The living room that love made

'Home's not merely four square walls. Home is where affection calls.'

Placed the embroidered sampler on a section of barn wood I intended to leave on the wall. The living room in the old cabin was a welter of old barn wood that had been put up as finish, old wallpaper from under the barn wood, dust, and nails I'd pulled from the barn wood as I tore it from the walls. To my inner eye, the living room was already finished, with the order and tranquility pictured in the embroidered log cabin with smoke drifting from its chimney.

Jon rattled into the yard in our pickup, home from irrigating the meadows. I bumped awake in sudden dismay. I had no bath water heating on the wood-burning cookstove, no dinner ready. Jon walked in and looked at my project with wonder. "What happened?" he asked, stepping carefully between piles of lumber. The shadows in the room seemed to lengthen suddenly. I wondered for the first time if my redecorating was such a good idea. I hadn't filled the kerosene lamps yet, either.

"Well, I was reading this afternoon and it was dark in here with all this barn wood, so I thought I'd take most of it off and just leave a little here and there for an accent."

Jon looked at the one orderly corner, which held my sampler. "Where'd that come from?"

"I bought it in Sumpter. It's what keeps me going in the middle of all this mess." The chaotic living room, the wood-burning cookstove, the kerosene lamps, and the pitcher pump at the kitchen sink were the outward evidence of a life that had taken an eccentric twist I hadn't counted on. My wildest imaginings hadn't prepared me for life in this out-of-square cabin, where a marble placed on the kitchen floor rolled downhill like a kid on the way to the candy store.

"How much did it cost?" Jon asked, breaking into my thoughts. Our budget was tight, almost nonexistent.

"Twelve dollars."

"Any dinner?"

"No."

Jon looked at me with tired amusement. "Home's not merely four square walls. Home is where affection calls, $12," he recited, running the price into the verse as if it belonged there.

"Yeah," I sighed. He grinned wickedly and headed for the kitchen.

I put Jon's bath water on to heat while he filled the lamps. The nearest pizza place was 13 miles, over Huckleberry Summit, so I fixed lentil tacos, and Juniper and Amanda, our daughters, giggled over the antics of "monkey," who always set two spoons by each plate instead of one.

As we ate dinner, Jon told us about coyotes and hawks he saw on the meadow. I began to think maybe we lived in a pretty nice place after all. The front door stood open to a spring breeze, and night birds swooped and called and formed a musical counterpoint to the laughing, splashing sounds the girls made as they washed dishes after dinner.

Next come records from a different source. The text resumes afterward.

use regex::Regex;
use serde::{Deserialize, Serialize};

/// Which shell a `ShellAllowlistEntry`'s tokens were parsed under, since
/// prefix matching must account for different quoting/chaining rules
/// (spec.md §3).
#[derive(Debug, Clone, Copy, PartialEq, Eq, Serialize, Deserialize)]
#[serde(rename_all = "snake_case")]
pub enum ShellFlavor {
    /// A POSIX-family shell (`sh`, `bash`, `zsh`).
    PosixShell,
    /// Windows `cmd.exe`.
    Cmd,
    /// Windows PowerShell.
    PowerShell,
}

/// A non-shell allowlist entry: a tool name paired with a compiled regex
/// matched against the call's JSON arguments text.
pub struct RegexAllowlistEntry {
    /// The tool this entry applies to.
    pub tool_name: String,
    /// Matched against the call's serialized arguments.
    pub pattern: Regex,
}

impl RegexAllowlistEntry {
    /// Builds an entry, compiling `pattern`.
    pub fn new(tool_name: impl Into<String>, pattern: &str) -> Result<Self, regex::Error> {
        Ok(Self {
            tool_name: tool_name.into(),
            pattern: Regex::new(pattern)?,
        })
    }

    fn matches(&self, tool_name: &str, arguments: &str) -> bool {
        self.tool_name == tool_name && self.pattern.is_match(arguments)
    }
}

/// A shell allowlist entry: an approved command prefix, optionally scoped
/// to one shell flavor.
#[derive(Debug, Clone, PartialEq, Eq)]
pub struct ShellAllowlistEntry {
    /// The leading tokens of an approved command, e.g. `["git", "status"]`.
    pub prefix_tokens: Vec<String>,
    /// Restricts the match to one flavor, or `None` to match any.
    pub shell_flavor: Option<ShellFlavor>,
}

impl ShellAllowlistEntry {
    fn matches(&self, tokens: &[String]) -> bool {
        if tokens.len() < self.prefix_tokens.len() {
            return false;
        }
        tokens
            .iter()
            .zip(self.prefix_tokens.iter())
            .all(|(a, b)| a == b)
    }
}

/// Splits a shell command into whitespace-separated tokens for prefix
/// matching. Deliberately naive (no quote-awareness): a command
/// containing shell metacharacters is never eligible for prefix-based
/// allowlisting in the first place (see `contains_shell_metacharacters`),
/// so by the time this runs the command is known to be a simple
/// `argv`-shaped invocation.
pub fn tokenize_shell_command(command: &str) -> Vec<String> {
    command.split_whitespace().map(str::to_string).collect()
}

/// Whether `command` contains pipes, redirects, or command chaining —
/// constructs that make prefix-based matching unsafe (spec.md §4.1's
/// `AllowedAlways` rule: "aborts and uses exact-match if the command
/// contains pipes, redirects, or command chaining").
pub fn contains_shell_metacharacters(command: &str) -> bool {
    command.contains('|')
        || command.contains('&')
        || command.contains(';')
        || command.contains('>')
        || command.contains('<')
        || command.contains('`')
        || command.contains('$')
}

/// The set of allowlist entries consulted by `PolicyEngine::check`.
#[derive(Default)]
pub struct Allowlist {
    regex_entries: Vec<RegexAllowlistEntry>,
    shell_entries: Vec<ShellAllowlistEntry>,
}

impl Allowlist {
    /// An empty allowlist.
    pub fn new() -> Self {
        Self::default()
    }

    /// Appends a regex entry (config-loaded or session-installed).
    pub fn add_regex(&mut self, entry: RegexAllowlistEntry) {
        self.regex_entries.push(entry);
    }

    /// Appends a shell-prefix entry.
    pub fn add_shell(&mut self, entry: ShellAllowlistEntry) {
        self.shell_entries.push(entry);
    }

    /// Whether a non-shell call matches any regex entry.
    pub fn matches_regex(&self, tool_name: &str, arguments: &str) -> bool {
        self.regex_entries
            .iter()
            .any(|e| e.matches(tool_name, arguments))
    }

    /// Whether a shell call's tokens match any shell-prefix entry.
    pub fn matches_shell(&self, tokens: &[String], flavor: Option<ShellFlavor>) -> bool {
        self.shell_entries.iter().any(|e| {
            e.matches(tokens) && (e.shell_flavor.is_none() || e.shell_flavor == flavor)
        })
    }
}

#[cfg(test)]
mod tests {
    use super::*;

    #[test]
    fn regex_entry_matches_tool_and_pattern() {
        let mut list = Allowlist::new();
        list.add_regex(RegexAllowlistEntry::new("read_file", r#""path":"/tmp/.*"#).unwrap());
        assert!(list.matches_regex("read_file", r#"{"path":"/tmp/x"}"#));
        assert!(!list.matches_regex("read_file", r#"{"path":"/etc/passwd"}"#));
        assert!(!list.matches_regex("write_file", r#"{"path":"/tmp/x"}"#));
    }

    #[test]
    fn shell_prefix_requires_full_prefix_match() {
        let mut list = Allowlist::new();
        list.add_shell(ShellAllowlistEntry {
            prefix_tokens: vec!["git".into(), "status".into()],
            shell_flavor: None,
        });
        assert!(list.matches_shell(&tokenize_shell_command("git status"), None));
        assert!(list.matches_shell(
            &tokenize_shell_command("git status --short"),
            None
        ));
        assert!(!list.matches_shell(&tokenize_shell_command("git push"), None));
    }

    #[test]
    fn detects_shell_metacharacters() {
        assert!(contains_shell_metacharacters("ls | grep foo"));
        assert!(contains_shell_metacharacters("rm -rf / && echo done"));
        assert!(!contains_shell_metacharacters("git status"));
    }
}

Jon irrigated meadows the next day, and I stayed home with the breakfast dishes, piles of lumber, and two little girls who were good company for each other.

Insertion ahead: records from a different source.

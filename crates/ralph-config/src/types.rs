//! Configuration structs, deserialized from layered TOML (see [`crate::loader`]).
//!
//! Every section implements [`Default`] so a config file may omit it entirely
//! and still produce a working configuration; `#[serde(default)]` on each
//! field makes partial sections (a `[model]` table with only `model` set)
//! equally valid.

use std::collections::HashMap;

use serde::{Deserialize, Serialize};

/// Root configuration for the ralph agent execution engine.
#[derive(Debug, Clone, Default, Serialize, Deserialize)]
#[serde(default)]
pub struct Config {
    /// LLM provider/model selection.
    pub model: ModelConfig,
    /// Context-window and compaction behaviour.
    pub runtime: RuntimeSection,
    /// Approval policy: categories, allowlist, protected paths.
    pub security: SecurityConfig,
    /// Soft session-level token budget, surfaced as a warning.
    pub budget: BudgetSection,
    /// Log level/format and per-target directives.
    pub logging: LoggingSection,
    /// Subagent pool sizing and timeouts.
    pub subagents: SubagentsSection,
    /// Conversation transcript persistence.
    pub sessions: SessionsSection,
}

/// LLM provider selection and request shaping.
#[derive(Debug, Clone, Serialize, Deserialize)]
#[serde(default)]
pub struct ModelConfig {
    /// Provider identifier, e.g. `"anthropic"`.
    pub provider: String,
    /// Model name sent to the provider API.
    pub model: String,
    /// Name of the environment variable holding the API key (never the
    /// key itself — config files are not a safe place for secrets).
    pub api_key_env: String,
    /// Overrides the provider's default endpoint.
    pub api_url: Option<String>,
    /// Maximum tokens requested per completion.
    pub max_tokens: usize,
    /// Sampling temperature.
    pub temperature: f64,
}

impl Default for ModelConfig {
    fn default() -> Self {
        Self {
            provider: "anthropic".to_string(),
            model: "claude-sonnet-4-5".to_string(),
            api_key_env: "ANTHROPIC_API_KEY".to_string(),
            api_url: None,
            max_tokens: 8192,
            temperature: 1.0,
        }
    }
}

/// Context-window accounting consulted by `ConversationStore::compute_budget`.
#[derive(Debug, Clone, Serialize, Deserialize)]
#[serde(default)]
pub struct RuntimeSection {
    /// Total tokens the model's context window holds.
    pub context_window_tokens: usize,
    /// Tokens always reserved for the model's response, subtracted from
    /// `context_window_tokens` before comparing against history size.
    pub response_reserve_tokens: usize,
}

impl Default for RuntimeSection {
    fn default() -> Self {
        Self {
            context_window_tokens: 200_000,
            response_reserve_tokens: 8192,
        }
    }
}

/// Approval policy: master switch, per-category dispositions, allowlist,
/// and the roots scanned for protected files.
#[derive(Debug, Clone, Default, Serialize, Deserialize)]
#[serde(default)]
pub struct SecurityConfig {
    /// Approval policy knobs.
    pub policy: PolicySection,
}

/// One `[[security.policy.allowlist]]` entry: either a regex matched
/// against a non-shell tool's serialized arguments, or an approved shell
/// command prefix.
#[derive(Debug, Clone, Serialize, Deserialize)]
#[serde(tag = "kind", rename_all = "snake_case")]
pub enum AllowlistEntryConfig {
    /// Matches `tool`'s arguments (as compact JSON) against `pattern`.
    Regex {
        /// The tool this entry applies to.
        tool: String,
        /// A regular expression.
        pattern: String,
    },
    /// Matches a shell command's leading tokens against `prefix`.
    Shell {
        /// Leading tokens, e.g. `["git", "status"]`.
        prefix: Vec<String>,
        /// Restricts the match to one shell flavor (`"posix"`, `"cmd"`,
        /// `"powershell"`), or any flavor if unset.
        flavor: Option<String>,
    },
}

/// Per-category approval dispositions, the allowlist, and protected-file
/// scan roots.
#[derive(Debug, Clone, Serialize, Deserialize)]
#[serde(default)]
pub struct PolicySection {
    /// Master switch; when false every gate resolves to allow.
    pub enabled: bool,
    /// Category name (`"file_write"`, `"shell"`, ...) to action name
    /// (`"allow"`, `"gate"`, `"deny"`). Unknown names are skipped with a
    /// warning rather than failing the load.
    pub categories: HashMap<String, String>,
    /// Pre-approved patterns installed at startup.
    pub allowlist: Vec<AllowlistEntryConfig>,
    /// Directories scanned for protected files (in addition to the
    /// built-in basenames/globs every scan always checks).
    pub protected_roots: Vec<String>,
}

impl Default for PolicySection {
    fn default() -> Self {
        Self {
            enabled: true,
            categories: HashMap::new(),
            allowlist: Vec::new(),
            protected_roots: Vec::new(),
        }
    }
}

/// A soft, session-level token budget. Purely advisory: nothing in this
/// workspace enforces it, but a CLI surfaces a warning once crossed.
#[derive(Debug, Clone, Serialize, Deserialize)]
#[serde(default)]
pub struct BudgetSection {
    /// Cumulative prompt+completion tokens before a warning is logged.
    /// `None` disables the warning.
    pub warn_at_tokens: Option<usize>,
}

impl Default for BudgetSection {
    fn default() -> Self {
        Self {
            warn_at_tokens: None,
        }
    }
}

/// Output format for [`tracing-subscriber`].
#[derive(Debug, Clone, Copy, PartialEq, Eq, Serialize, Deserialize)]
#[serde(rename_all = "snake_case")]
pub enum LogFormat {
    /// Human-readable, colorized when attached to a terminal.
    Pretty,
    /// One JSON object per line.
    Json,
}

/// Logging configuration, applied once at process startup.
#[derive(Debug, Clone, Serialize, Deserialize)]
#[serde(default)]
pub struct LoggingSection {
    /// Base level (`"error"`, `"warn"`, `"info"`, `"debug"`, `"trace"`).
    pub level: String,
    /// Output format.
    pub format: LogFormat,
    /// Per-target overrides folded into the `EnvFilter` directive string,
    /// e.g. `{"ralph_policy": "debug"}`.
    pub targets: HashMap<String, String>,
}

impl Default for LoggingSection {
    fn default() -> Self {
        Self {
            level: "info".to_string(),
            format: LogFormat::Pretty,
            targets: HashMap::new(),
        }
    }
}

/// Subagent pool sizing and default/maximum per-call timeouts.
#[derive(Debug, Clone, Serialize, Deserialize)]
#[serde(default)]
pub struct SubagentsSection {
    /// Concurrency cap, clamped to the supervisor's hard cap (32).
    pub max_concurrent: usize,
    /// Default wall-clock timeout applied when a `subagent` call omits
    /// `timeout_seconds`.
    pub default_timeout_secs: u64,
    /// Ceiling a `subagent` call's `timeout_seconds` is clamped to.
    pub max_timeout_secs: u64,
}

impl Default for SubagentsSection {
    fn default() -> Self {
        Self {
            max_concurrent: 8,
            default_timeout_secs: 300,
            max_timeout_secs: 3600,
        }
    }
}

/// Conversation transcript persistence.
#[derive(Debug, Clone, Serialize, Deserialize)]
#[serde(default)]
pub struct SessionsSection {
    /// Directory JSONL transcripts are written under. `None` disables
    /// persistence (transcript lives only in memory for the process).
    pub transcript_dir: Option<String>,
}

impl Default for SessionsSection {
    fn default() -> Self {
        Self {
            transcript_dir: None,
        }
    }
}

Over the next few days, as I heated water for baths and dishes, filled lamps, and cared for Juniper and Amanda, I cleared away debris and put the room in order. Juniper and Amanda played in the other rooms and outside, as chock-full of activity as jack-in-the-boxes. I smoothed the wallpaper onto the walls and hung curtains I'd made from an old quilt top.

Jon often quoted my verse with the "$12" tacked onto the end. Though patience and tolerance are the hallmarks of an affectionate marriage, I finally told him to knock it off.

We lived on the ranch in the Blue Mountains of northeastern Oregon eight-and-a-half years, and during the first two, Jon often came home to chaos as I painted, tore down walls, and laid carpet. The house started to look better and began to feel more like home for all of us.

My friend Ingrid helped me put up a new ceiling.

Our neighbors, Scott and Geralyn came by, and I bribed Scott with a piece of my famous chocolate cake to put a window in for me. I grew to love the cabin. I brought in baskets of dried grasses and flowers from the fields.

We decorated the walls with the girls' artwork and prints of Van Gogh and Monet from magazines that Joanne, the bookmobile librarian, saved for me.

At night a hush fell over the valley so that even the animals and birds were quiet. The only sound was the crackle of the fire and an occasional party of coyotes hooting, hollering, and laughing over jokes and tricks too wild for us to guess at. Our dog whined at them, uncertain whether he wanted to be invited or was glad to be safe at home. The lighted lamps gave off a golden radiance that filled the house and made it a beautiful place, a place fit for dreaming.

The sampler hung in the living room and grew sooty from the smoke from our fires and the lamps. It reminded me of our home, and of the affection that bound us together, affection that had to be as strong as nails, warmer than carpet, more beautiful than artwork, and worth more than $12, more than any amount of money you can name.